Pero la ley aprobada es, sin duda, mucho peor. Su redacción es confusa e imprecisa: no define qué es “información protegida”, el eje mismo de su propósito; tampoco limita la responsabilidad de las personas que participan en los hechos; peor aún, no se contenta con sancionar “los pinchazos a las comunicaciones telefónicas” pues también se aplica a “otros sistemas o formas de comunicación”; de manera inaudita y casi diríase cómica, permite la publicación de la información cuando exista “orden judicial de las partes” (¡?). En una ley penal, todas esas imprecisiones de redacción son inexcusables: contrarían los elementales principios de la certeza de la ley y de la lógica.

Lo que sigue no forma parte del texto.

//! Blitz assembler directives (`.text`, `.word`, `.export`, ...).

use super::formats::OperandType;

/// Static metadata for one directive.
#[derive(Debug, Clone, Copy)]
pub struct DirectiveDefinition {
    /// Spelling including the leading dot.
    pub name: &'static str,
    pub description: &'static str,
    pub operands: &'static [OperandType],
    pub example: &'static str,
}

pub const DIRECTIVES: &[DirectiveDefinition] = &[
    directive(".ascii", "Define ASCII string constant", &[OperandType::String], ".ascii \"hello\\n\\0\""),
    directive(".byte", "Define 8-bit value", &[OperandType::Immediate], ".byte ('a'+4)&0x0f"),
    directive(".word", "Define 32-bit word value or address", &[OperandType::Immediate], ".word MyLabel+4"),
    directive(".double", "Define 32-bit floating point value", &[OperandType::Immediate], ".double -12.34e-56"),
    directive(".align", "Align to next boundary", &[], ".align"),
    directive(".skip", "Skip specified number of bytes", &[OperandType::Immediate], ".skip 1000"),
    directive(".data", "Begin data section", &[], ".data"),
    directive(".text", "Begin code section", &[], ".text"),
    directive(".bss", "Begin uninitialized data section", &[], ".bss"),
    directive(".export", "Export symbol for use by other modules", &[OperandType::Label], ".export MyLabel"),
    directive(".import", "Import symbol from another module", &[OperandType::Label], ".import ForeignProc"),
];

/// Look up a directive by spelling (with leading dot), ignoring ASCII case.
pub fn lookup(name: &str) -> Option<&'static DirectiveDefinition> {
    DIRECTIVES.iter().find(|d| d.name.eq_ignore_ascii_case(name))
}

const fn directive(
    name: &'static str,
    description: &'static str,
    operands: &'static [OperandType],
    example: &'static str,
) -> DirectiveDefinition {
    DirectiveDefinition {
        name,
        description,
        operands,
        example,
    }
}
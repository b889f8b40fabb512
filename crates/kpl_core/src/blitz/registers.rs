//! Blitz register file: sixteen integer registers, sixteen float registers, and the reserved `pc`/`sr`.
//!
//! The numbered registers are generated on demand rather than spelled out as 32 table rows; [`lookup`] parses
//! `rN`/`fN` and returns an owned [`RegisterDefinition`].

/// Register file a register belongs to.
#[derive(Debug, Clone, Copy, PartialEq, Eq, Hash)]
pub enum RegisterKind {
    Integer,
    Float,
}

/// Number of registers in each numbered file.
pub const REGISTER_COUNT: u8 = 16;

/// Metadata for one register.
#[derive(Debug, Clone, PartialEq, Eq)]
pub struct RegisterDefinition {
    pub name: String,
    /// Register number, or `None` for reserved registers.
    pub number: Option<u8>,
    pub description: String,
    pub kind: RegisterKind,
    pub reserved: bool,
}

/// Look up a register by name, ignoring ASCII case.
///
/// ## Examples
/// ```rust
/// use kpl_core::blitz::registers::{self, RegisterKind};
///
/// let r = registers::lookup("R15").unwrap();
/// assert_eq!(r.kind, RegisterKind::Integer);
/// assert!(registers::lookup("r16").is_none());
/// assert!(registers::lookup("sr").unwrap().reserved);
/// ```
pub fn lookup(name: &str) -> Option<RegisterDefinition> {
    let lower = name.to_ascii_lowercase();
    match lower.as_str() {
        "pc" => return Some(reserved("pc", "Program Counter")),
        "sr" => return Some(reserved("sr", "Status Register")),
        _ => {}
    }

    let (kind, digits) = match lower.split_at_checked(1)? {
        ("r", rest) => (RegisterKind::Integer, rest),
        ("f", rest) => (RegisterKind::Float, rest),
        _ => return None,
    };
    if digits.is_empty() || digits.len() > 2 || !digits.bytes().all(|b| b.is_ascii_digit()) {
        return None;
    }
    let number: u8 = digits.parse().ok()?;
    if number >= REGISTER_COUNT {
        return None;
    }

    let description = match kind {
        RegisterKind::Integer => format!("32-bit general purpose register {number}"),
        RegisterKind::Float => format!("64-bit floating point register {number}"),
    };
    Some(RegisterDefinition {
        name: lower,
        number: Some(number),
        description,
        kind,
        reserved: false,
    })
}

/// Return `true` if `name` is any register.
pub fn is_register(name: &str) -> bool {
    lookup(name).is_some()
}

/// All register names, numbered files first.
pub fn all_names() -> Vec<String> {
    let mut names: Vec<String> = (0..REGISTER_COUNT)
        .map(|i| format!("r{i}"))
        .chain((0..REGISTER_COUNT).map(|i| format!("f{i}")))
        .collect();
    names.push("pc".to_string());
    names.push("sr".to_string());
    names
}

fn reserved(name: &str, description: &str) -> RegisterDefinition {
    RegisterDefinition {
        name: name.to_string(),
        number: None,
        description: description.to_string(),
        kind: RegisterKind::Integer,
        reserved: true,
    }
}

Sus consecuencias serían el otorgamiento a los jueces de una discrecionalidad que, quién lo duda, será útil a oscuros intereses políticos.

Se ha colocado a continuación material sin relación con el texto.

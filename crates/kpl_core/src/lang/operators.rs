//! Operator vocabulary for KPL.
//!
//! This module defines the fixed operator set along with its binding metadata. KPL also lets programs declare
//! their own `infix`/`prefix` operators spelled with operator-class characters; those are not in this table and
//! surface in the token stream as custom operators (see [`is_operator_char`]).
//!
//! ## Notes
//! - Lookup via [`from_str`] is **case-sensitive** and exact: `"<<"` resolves, `"<<<"` does not.
//! - `precedence` is relative; higher binds tighter. Levels mirror the parser's precedence-climbing chain, from
//!   `||` (lowest binary level) to `*`/`/`/`%`.
//! - `-`, `*` and `&` are both infix and prefix (negation, dereference, address-of).
//!
//! ## Examples
//! ```rust
//! use kpl_core::lang::operators::{self, OperatorId};
//!
//! assert_eq!(operators::from_str(">>>"), Some(OperatorId::UShr));
//! assert!(operators::info_for(OperatorId::Star).precedence > operators::info_for(OperatorId::Plus).precedence);
//! ```

use super::registry::Stability;

/// Define whether an operator is infix (binary), prefix (unary), or both.
#[derive(Debug, Clone, Copy, PartialEq, Eq, Hash)]
pub enum Fixity {
    Infix,
    Prefix,
    InfixOrPrefix,
}

/// Stable identifier for every builtin operator.
#[derive(Debug, Clone, Copy, PartialEq, Eq, Hash)]
pub enum OperatorId {
    // Arithmetic
    Plus,
    Minus,
    Star,
    Slash,
    Percent,

    // Assignment
    Eq,

    // Comparison
    EqEq,
    NotEq,
    Lt,
    LtEq,
    Gt,
    GtEq,

    // Bitwise
    Amp,
    Pipe,
    Caret,
    Shl,
    Shr,
    UShr,

    // Logical
    AmpAmp,
    PipePipe,
    Bang,
}

/// Metadata for an operator.
#[derive(Debug, Clone, Copy)]
pub struct OperatorInfo {
    pub id: OperatorId,
    pub spelling: &'static str,
    pub precedence: u8,
    pub fixity: Fixity,
    pub description: &'static str,
    pub stability: Stability,
}

/// Precedence of prefix operators (`!x`, `-x`, `*p`, `&x`).
pub const PREFIX_PRECEDENCE: u8 = 13;

/// Registry of all builtin operators.
pub const OPERATORS: &[OperatorInfo] = &[
    // Arithmetic
    op(OperatorId::Plus, "+", 11, Fixity::Infix, "addition"),
    op(OperatorId::Minus, "-", 11, Fixity::InfixOrPrefix, "subtraction / negation"),
    op(OperatorId::Star, "*", 12, Fixity::InfixOrPrefix, "multiplication / dereference"),
    op(OperatorId::Slash, "/", 12, Fixity::Infix, "division"),
    op(OperatorId::Percent, "%", 12, Fixity::Infix, "remainder"),
    // Assignment (statement-level only)
    op(OperatorId::Eq, "=", 0, Fixity::Infix, "assignment"),
    // Comparison
    op(OperatorId::EqEq, "==", 8, Fixity::Infix, "equality"),
    op(OperatorId::NotEq, "!=", 8, Fixity::Infix, "inequality"),
    op(OperatorId::Lt, "<", 9, Fixity::Infix, "less than"),
    op(OperatorId::LtEq, "<=", 9, Fixity::Infix, "less than or equal"),
    op(OperatorId::Gt, ">", 9, Fixity::Infix, "greater than"),
    op(OperatorId::GtEq, ">=", 9, Fixity::Infix, "greater than or equal"),
    // Bitwise
    op(OperatorId::Amp, "&", 7, Fixity::InfixOrPrefix, "bitwise and / address-of"),
    op(OperatorId::Pipe, "|", 5, Fixity::Infix, "bitwise or"),
    op(OperatorId::Caret, "^", 6, Fixity::Infix, "bitwise xor"),
    op(OperatorId::Shl, "<<", 10, Fixity::Infix, "shift left"),
    op(OperatorId::Shr, ">>", 10, Fixity::Infix, "arithmetic shift right"),
    op(OperatorId::UShr, ">>>", 10, Fixity::Infix, "logical shift right"),
    // Logical
    op(OperatorId::AmpAmp, "&&", 4, Fixity::Infix, "logical and"),
    op(OperatorId::PipePipe, "||", 3, Fixity::Infix, "logical or"),
    op(OperatorId::Bang, "!", PREFIX_PRECEDENCE, Fixity::Prefix, "logical not"),
];

/// Characters that may appear in an operator spelling, builtin or user-declared.
pub const OPERATOR_CHARS: &str = "+-*\\/!@#$%^&~`|?<>=";

/// Return `true` if `c` can be part of an operator run.
pub fn is_operator_char(c: char) -> bool {
    OPERATOR_CHARS.contains(c)
}

/// Metadata record for `id`.
pub fn info_for(id: OperatorId) -> &'static OperatorInfo {
    OPERATORS
        .iter()
        .find(|o| o.id == id)
        .expect("INVARIANT: every OperatorId has an OPERATORS entry")
}

/// Canonical spelling of `id`.
pub fn as_str(id: OperatorId) -> &'static str {
    info_for(id).spelling
}

/// Resolve an operator spelling to its identifier.
///
/// ## Parameters
/// - `spelling`: Candidate operator run, e.g. `"<="`.
///
/// ## Returns
/// - `Some(id)` for a builtin operator, `None` for anything else (including user-declared operators).
pub fn from_str(spelling: &str) -> Option<OperatorId> {
    OPERATORS.iter().find(|o| o.spelling == spelling).map(|o| o.id)
}

// --- helpers -----------------------------------------------------------------

const fn op(id: OperatorId, spelling: &'static str, precedence: u8, fixity: Fixity, description: &'static str) -> OperatorInfo {
    OperatorInfo {
        id,
        spelling,
        precedence,
        fixity,
        description,
        stability: Stability::Stable,
    }
}

#[cfg(test)]
mod tests {
    use super::*;

    #[test]
    fn test_operator_chars_cover_every_spelling() {
        for info in OPERATORS {
            assert!(info.spelling.chars().all(is_operator_char), "{}", info.spelling);
        }
    }

    #[test]
    fn test_logical_levels_are_below_bitwise() {
        let or = info_for(OperatorId::PipePipe).precedence;
        let and = info_for(OperatorId::AmpAmp).precedence;
        let bit_or = info_for(OperatorId::Pipe).precedence;
        assert!(or < and && and < bit_or);
    }

    #[test]
    fn test_unknown_run_is_not_builtin() {
        assert_eq!(from_str("<>"), None);
        assert_eq!(from_str("**"), None);
    }
}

Por su parte, la Asociación Ecuatoriana de Editores de Periódicos (AEDEP) se opone a esta amenaza a sus derechos constitucionales: en un reciente comunicado de prensa, enfatizó con razón que la ley de marras viola los artículos 23 num. 9 y 10 y 81 de la Constitución y recordó también que la Ley de Transparencia y Acceso a la Información, orgánica y especial, “norma el libre acceso a la información en manos del sector público y consagra los únicos casos de excepción a tal derecho constitucional”. A buen entendedor, pocas palabras.

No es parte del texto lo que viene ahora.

//! Shareable metadata for `kpl_core` registries.
//!
//! Every vocabulary in this crate is **registry-first**: a stable ID enum plus a `const` table of info records.
//! This submodule holds the small metadata types those tables share.
//!
//! ## Notes
//! - These types are `Copy` so registries can live in `const` tables.
//! - Metadata is for tooling/docs/diagnostics; syntax rules are still enforced by the lexer/parser.
//!
//! ## See also
//! - [`crate::lang::keywords`]
//! - [`crate::lang::operators`]
//! - [`crate::blitz::instructions`]

/// Describe the lifecycle status of a vocabulary item.
///
/// ## Examples
/// ```rust
/// use kpl_core::lang::registry::Stability;
///
/// let s = Stability::Stable;
/// assert_eq!(format!("{s:?}"), "Stable");
/// ```
#[derive(Debug, Clone, Copy, PartialEq, Eq, Hash)]
pub enum Stability {
    Stable,
    Deprecated,
}

/// Represent a small example snippet for documentation.
///
/// ## Notes
/// - `code` is the example body, in KPL or Blitz syntax depending on the registry.
/// - `note` is an optional short explanation.
#[derive(Debug, Clone, Copy)]
pub struct Example {
    pub code: &'static str,
    pub note: Option<&'static str>,
}

/// Spelling comparison rule for a language.
///
/// KPL reserved words are case-sensitive (`If` is an identifier). Blitz mnemonics and register names are not
/// (`ADD R1,R2,R3` is the same instruction as `add r1,r2,r3`).
///
/// ## Examples
/// ```rust
/// use kpl_core::lang::registry::CaseRule;
///
/// assert!(CaseRule::Insensitive.matches("ADD", "add"));
/// assert!(!CaseRule::Sensitive.matches("If", "if"));
/// ```
#[derive(Debug, Clone, Copy, PartialEq, Eq, Hash, Default)]
pub enum CaseRule {
    #[default]
    Sensitive,
    Insensitive,
}

impl CaseRule {
    /// Return `true` if `spelling` matches `canonical` under this rule.
    pub fn matches(self, spelling: &str, canonical: &str) -> bool {
        match self {
            CaseRule::Sensitive => spelling == canonical,
            CaseRule::Insensitive => spelling.eq_ignore_ascii_case(canonical),
        }
    }
}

La ley aprobada, sin embargo, no se limita solo a esas claras violaciones de la legislación nacional; desconoce también, con olímpico desdén, las obligaciones internacionales del Estado ecuatoriano en materia de libertad de expresión. En breve, la Declaración de Principios sobre Libertad de Expresión que adoptó la Comisión Interamericana de Derechos Humanos expresa sin equívoco que “las leyes de privacidad no deben inhibir ni restringir la investigación y difusión de información de interés público. La protección a la reputación debe estar garantizada sólo a través de sanciones civiles, en los casos en que la persona ofendida sea un funcionario público o persona pública o particular que se haya involucrado voluntariamente en asuntos de interés público. Además, en estos casos, debe probarse que en la difusión de las noticias el comunicador tuvo intención de infligir daño o pleno conocimiento de que se estaba difundiendo noticias falsas o se condujo con manifiesta negligencia en la búsqueda de la verdad o falsedad de las mismas”. Este criterio tiene sustento en vasta jurisprudencia de la propia Comisión y de la Corte Interamericana de Derechos Humanos (véanse, por ejemplo, los casos Herrera Ulloa c. Costa Rica y Ricardo Canese c. Paraguay). Solo resta, entonces, que el Presidente vete totalmente esta ley. Porque en definitiva la libertad de expresión, como acuñó George Orwell, “si significa algo, es el derecho de decirles a los demás lo que no quieren oír”.